Start of Data shown

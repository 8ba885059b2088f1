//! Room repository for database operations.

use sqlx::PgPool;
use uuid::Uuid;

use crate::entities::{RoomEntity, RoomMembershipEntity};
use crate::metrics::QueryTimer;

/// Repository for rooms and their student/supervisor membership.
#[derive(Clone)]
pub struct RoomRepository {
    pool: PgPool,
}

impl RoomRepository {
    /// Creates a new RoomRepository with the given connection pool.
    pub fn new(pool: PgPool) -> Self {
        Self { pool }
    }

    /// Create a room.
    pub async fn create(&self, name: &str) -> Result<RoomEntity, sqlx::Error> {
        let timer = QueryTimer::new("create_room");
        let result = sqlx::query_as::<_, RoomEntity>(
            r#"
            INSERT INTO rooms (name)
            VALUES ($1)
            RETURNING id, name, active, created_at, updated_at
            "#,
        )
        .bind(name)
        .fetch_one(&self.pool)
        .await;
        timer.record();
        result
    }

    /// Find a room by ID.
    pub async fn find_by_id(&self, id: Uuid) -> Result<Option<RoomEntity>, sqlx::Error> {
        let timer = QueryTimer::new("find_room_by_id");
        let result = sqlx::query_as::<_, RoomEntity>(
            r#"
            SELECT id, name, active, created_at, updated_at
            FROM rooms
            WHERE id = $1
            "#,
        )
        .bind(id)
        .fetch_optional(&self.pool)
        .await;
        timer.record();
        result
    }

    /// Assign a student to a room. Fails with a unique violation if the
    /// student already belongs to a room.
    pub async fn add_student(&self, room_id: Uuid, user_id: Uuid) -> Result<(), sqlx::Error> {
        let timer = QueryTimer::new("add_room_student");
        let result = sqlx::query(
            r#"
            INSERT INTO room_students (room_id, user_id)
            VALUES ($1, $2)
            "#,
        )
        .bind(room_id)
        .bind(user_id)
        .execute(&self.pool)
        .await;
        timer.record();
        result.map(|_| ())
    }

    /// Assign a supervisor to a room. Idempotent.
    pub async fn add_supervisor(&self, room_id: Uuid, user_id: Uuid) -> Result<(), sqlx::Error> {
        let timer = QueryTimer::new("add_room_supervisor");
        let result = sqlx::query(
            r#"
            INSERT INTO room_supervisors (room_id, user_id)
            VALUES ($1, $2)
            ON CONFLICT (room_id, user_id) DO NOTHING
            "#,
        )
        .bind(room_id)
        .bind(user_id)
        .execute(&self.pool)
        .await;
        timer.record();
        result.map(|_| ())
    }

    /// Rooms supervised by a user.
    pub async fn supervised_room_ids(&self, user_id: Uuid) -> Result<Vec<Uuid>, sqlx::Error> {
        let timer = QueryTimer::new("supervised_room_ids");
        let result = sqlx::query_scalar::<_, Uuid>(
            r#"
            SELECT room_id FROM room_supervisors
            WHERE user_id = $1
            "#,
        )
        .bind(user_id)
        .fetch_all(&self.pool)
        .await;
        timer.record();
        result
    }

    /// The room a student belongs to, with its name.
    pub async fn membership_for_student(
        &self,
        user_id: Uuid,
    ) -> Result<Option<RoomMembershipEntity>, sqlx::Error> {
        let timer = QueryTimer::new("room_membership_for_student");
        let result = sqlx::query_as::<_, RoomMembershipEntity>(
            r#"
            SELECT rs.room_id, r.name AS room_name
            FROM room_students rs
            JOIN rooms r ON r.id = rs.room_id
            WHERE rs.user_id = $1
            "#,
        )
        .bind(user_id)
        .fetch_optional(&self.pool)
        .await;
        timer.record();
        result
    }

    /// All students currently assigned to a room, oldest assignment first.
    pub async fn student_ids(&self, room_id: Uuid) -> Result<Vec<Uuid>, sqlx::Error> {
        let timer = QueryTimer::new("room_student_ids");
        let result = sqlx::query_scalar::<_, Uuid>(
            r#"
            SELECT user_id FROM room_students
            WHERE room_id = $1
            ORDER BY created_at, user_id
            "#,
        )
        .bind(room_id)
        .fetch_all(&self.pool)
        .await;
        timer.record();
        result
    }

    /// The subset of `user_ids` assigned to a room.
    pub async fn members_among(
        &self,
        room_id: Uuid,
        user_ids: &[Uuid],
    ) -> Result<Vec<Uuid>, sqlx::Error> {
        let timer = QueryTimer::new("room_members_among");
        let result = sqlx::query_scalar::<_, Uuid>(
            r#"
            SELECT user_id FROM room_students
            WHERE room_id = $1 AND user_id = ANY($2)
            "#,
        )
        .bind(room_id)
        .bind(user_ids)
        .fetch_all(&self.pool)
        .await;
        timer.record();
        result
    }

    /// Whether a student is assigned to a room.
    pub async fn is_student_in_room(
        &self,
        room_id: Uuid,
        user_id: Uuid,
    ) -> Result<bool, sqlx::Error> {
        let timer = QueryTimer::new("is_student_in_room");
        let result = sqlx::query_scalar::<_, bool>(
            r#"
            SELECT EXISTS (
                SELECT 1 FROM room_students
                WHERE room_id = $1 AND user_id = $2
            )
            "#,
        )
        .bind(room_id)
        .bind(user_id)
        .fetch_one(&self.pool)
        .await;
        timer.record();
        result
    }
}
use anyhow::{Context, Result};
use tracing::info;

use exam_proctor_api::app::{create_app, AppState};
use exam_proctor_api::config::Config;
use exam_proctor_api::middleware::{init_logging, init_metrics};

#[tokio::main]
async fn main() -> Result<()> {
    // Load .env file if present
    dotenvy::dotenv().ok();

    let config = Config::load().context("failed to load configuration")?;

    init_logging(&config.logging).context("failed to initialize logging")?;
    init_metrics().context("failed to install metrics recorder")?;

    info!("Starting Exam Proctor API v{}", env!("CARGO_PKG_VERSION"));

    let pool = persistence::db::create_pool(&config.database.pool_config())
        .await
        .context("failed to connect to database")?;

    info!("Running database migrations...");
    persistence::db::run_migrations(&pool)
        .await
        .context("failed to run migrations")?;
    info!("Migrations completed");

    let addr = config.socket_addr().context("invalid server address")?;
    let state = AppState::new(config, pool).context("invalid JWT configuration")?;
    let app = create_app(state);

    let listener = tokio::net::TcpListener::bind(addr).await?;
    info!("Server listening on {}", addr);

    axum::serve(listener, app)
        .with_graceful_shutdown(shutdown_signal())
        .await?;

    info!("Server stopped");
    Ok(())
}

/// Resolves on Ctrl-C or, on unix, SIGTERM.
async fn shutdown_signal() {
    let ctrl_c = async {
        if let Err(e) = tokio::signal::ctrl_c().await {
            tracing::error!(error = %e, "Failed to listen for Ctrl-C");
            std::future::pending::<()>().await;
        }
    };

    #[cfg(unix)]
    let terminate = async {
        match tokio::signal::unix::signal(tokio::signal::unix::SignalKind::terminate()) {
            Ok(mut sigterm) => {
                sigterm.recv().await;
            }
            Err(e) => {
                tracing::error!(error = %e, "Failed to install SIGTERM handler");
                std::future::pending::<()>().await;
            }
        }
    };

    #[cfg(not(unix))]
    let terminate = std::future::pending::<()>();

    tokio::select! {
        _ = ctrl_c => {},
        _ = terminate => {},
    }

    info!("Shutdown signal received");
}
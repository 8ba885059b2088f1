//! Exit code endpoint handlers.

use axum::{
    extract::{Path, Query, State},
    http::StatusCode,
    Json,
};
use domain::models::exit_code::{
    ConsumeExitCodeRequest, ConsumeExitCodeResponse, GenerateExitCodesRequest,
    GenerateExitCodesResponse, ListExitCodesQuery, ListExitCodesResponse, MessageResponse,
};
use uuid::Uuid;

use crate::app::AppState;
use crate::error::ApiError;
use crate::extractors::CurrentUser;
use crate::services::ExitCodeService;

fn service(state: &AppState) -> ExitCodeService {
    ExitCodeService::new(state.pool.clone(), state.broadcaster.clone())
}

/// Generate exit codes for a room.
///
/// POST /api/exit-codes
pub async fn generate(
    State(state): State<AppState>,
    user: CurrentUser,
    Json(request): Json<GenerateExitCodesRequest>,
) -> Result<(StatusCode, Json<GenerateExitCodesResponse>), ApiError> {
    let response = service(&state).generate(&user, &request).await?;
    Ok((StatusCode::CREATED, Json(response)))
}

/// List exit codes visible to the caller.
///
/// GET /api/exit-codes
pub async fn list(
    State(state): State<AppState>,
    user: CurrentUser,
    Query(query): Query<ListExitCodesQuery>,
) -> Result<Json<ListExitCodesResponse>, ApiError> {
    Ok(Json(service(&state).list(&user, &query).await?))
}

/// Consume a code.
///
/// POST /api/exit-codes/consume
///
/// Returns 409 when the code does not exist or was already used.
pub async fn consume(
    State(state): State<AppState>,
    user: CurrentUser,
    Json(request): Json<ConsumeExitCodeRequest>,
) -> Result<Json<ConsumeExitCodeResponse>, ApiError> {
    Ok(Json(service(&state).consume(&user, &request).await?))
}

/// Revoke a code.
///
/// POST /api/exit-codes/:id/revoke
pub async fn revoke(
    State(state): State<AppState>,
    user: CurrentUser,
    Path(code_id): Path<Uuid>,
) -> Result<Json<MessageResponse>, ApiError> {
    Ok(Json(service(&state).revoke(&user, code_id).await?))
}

End of Data shown

| What the exercise asks |
Wherever "RoomRepository" occurs in the entries above, copy the line it sits on.

| Result for this exercise |
pub struct RoomRepository {
impl RoomRepository {
    /// Creates a new RoomRepository with the given connection pool.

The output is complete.